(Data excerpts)
--------------------------------

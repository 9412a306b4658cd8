//! Calendar sinks and their factory

mod ics;
mod log;

use std::sync::Arc;

use kiddo_core::CalendarSink;
use kiddo_domain::CalendarSinkConfig;

pub use self::ics::{render_vevent, IcsCalendarSink};
pub use self::log::LogCalendarSink;

/// A calendar sink paired with the calendar id events are created in
pub struct CalendarTarget {
    pub sink: Arc<dyn CalendarSink>,
    pub calendar_id: String,
}

/// Create one sink per config entry; entries without a calendar id use
/// `default_calendar_id`
pub fn build_calendar_sinks(
    configs: &[CalendarSinkConfig],
    default_calendar_id: &str,
) -> Vec<CalendarTarget> {
    configs
        .iter()
        .map(|config| {
            let sink: Arc<dyn CalendarSink> = match config {
                CalendarSinkConfig::Ics(ics) => Arc::new(IcsCalendarSink::from_config(ics)),
                CalendarSinkConfig::Log(log) => Arc::new(LogCalendarSink::from_config(log)),
            };
            let calendar_id = config.calendar_id().unwrap_or(default_calendar_id).to_string();
            CalendarTarget { sink, calendar_id }
        })
        .collect()
}

#[cfg(test)]
mod tests {
    use kiddo_domain::{IcsCalendarConfig, LogCalendarConfig};

    use super::*;

    #[test]
    fn test_calendar_id_falls_back_to_default() {
        let configs = vec![
            CalendarSinkConfig::Ics(IcsCalendarConfig {
                name: "ical".to_string(),
                directory: "/tmp/calendars".into(),
                calendar_id: Some("school".to_string()),
            }),
            CalendarSinkConfig::Log(LogCalendarConfig { name: "log".to_string(), calendar_id: None }),
        ];

        let targets = build_calendar_sinks(&configs, "primary");
        let summary: Vec<(&str, &str)> =
            targets.iter().map(|t| (t.sink.name(), t.calendar_id.as_str())).collect();
        assert_eq!(summary, vec![("ical", "school"), ("log", "primary")]);
    }
}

--------------------------------

## Prompt
Every record above is to be copied out exactly.

## Worked solution
repository 9412a306b4658cd8
//! Calendar sinks and their factory

mod ics;
mod log;

use std::sync::Arc;

use kiddo_core::CalendarSink;
use kiddo_domain::CalendarSinkConfig;

pub use self::ics::{render_vevent, IcsCalendarSink};
pub use self::log::LogCalendarSink;

/// A calendar sink paired with the calendar id events are created in
pub struct CalendarTarget {
    pub sink: Arc<dyn CalendarSink>,
    pub calendar_id: String,
}

/// Create one sink per config entry; entries without a calendar id use
/// `default_calendar_id`
pub fn build_calendar_sinks(
    configs: &[CalendarSinkConfig],
    default_calendar_id: &str,
) -> Vec<CalendarTarget> {
    configs
        .iter()
        .map(|config| {
            let sink: Arc<dyn CalendarSink> = match config {
                CalendarSinkConfig::Ics(ics) => Arc::new(IcsCalendarSink::from_config(ics)),
                CalendarSinkConfig::Log(log) => Arc::new(LogCalendarSink::from_config(log)),
            };
            let calendar_id = config.calendar_id().unwrap_or(default_calendar_id).to_string();
            CalendarTarget { sink, calendar_id }
        })
        .collect()
}

#[cfg(test)]
mod tests {
    use kiddo_domain::{IcsCalendarConfig, LogCalendarConfig};

    use super::*;

    #[test]
    fn test_calendar_id_falls_back_to_default() {
        let configs = vec![
            CalendarSinkConfig::Ics(IcsCalendarConfig {
                name: "ical".to_string(),
                directory: "/tmp/calendars".into(),
                calendar_id: Some("school".to_string()),
            }),
            CalendarSinkConfig::Log(LogCalendarConfig { name: "log".to_string(), calendar_id: None }),
        ];

        let targets = build_calendar_sinks(&configs, "primary");
        let summary: Vec<(&str, &str)> =
            targets.iter().map(|t| (t.sink.name(), t.calendar_id.as_str())).collect();
        assert_eq!(summary, vec![("ical", "school"), ("log", "primary")]);
    }
}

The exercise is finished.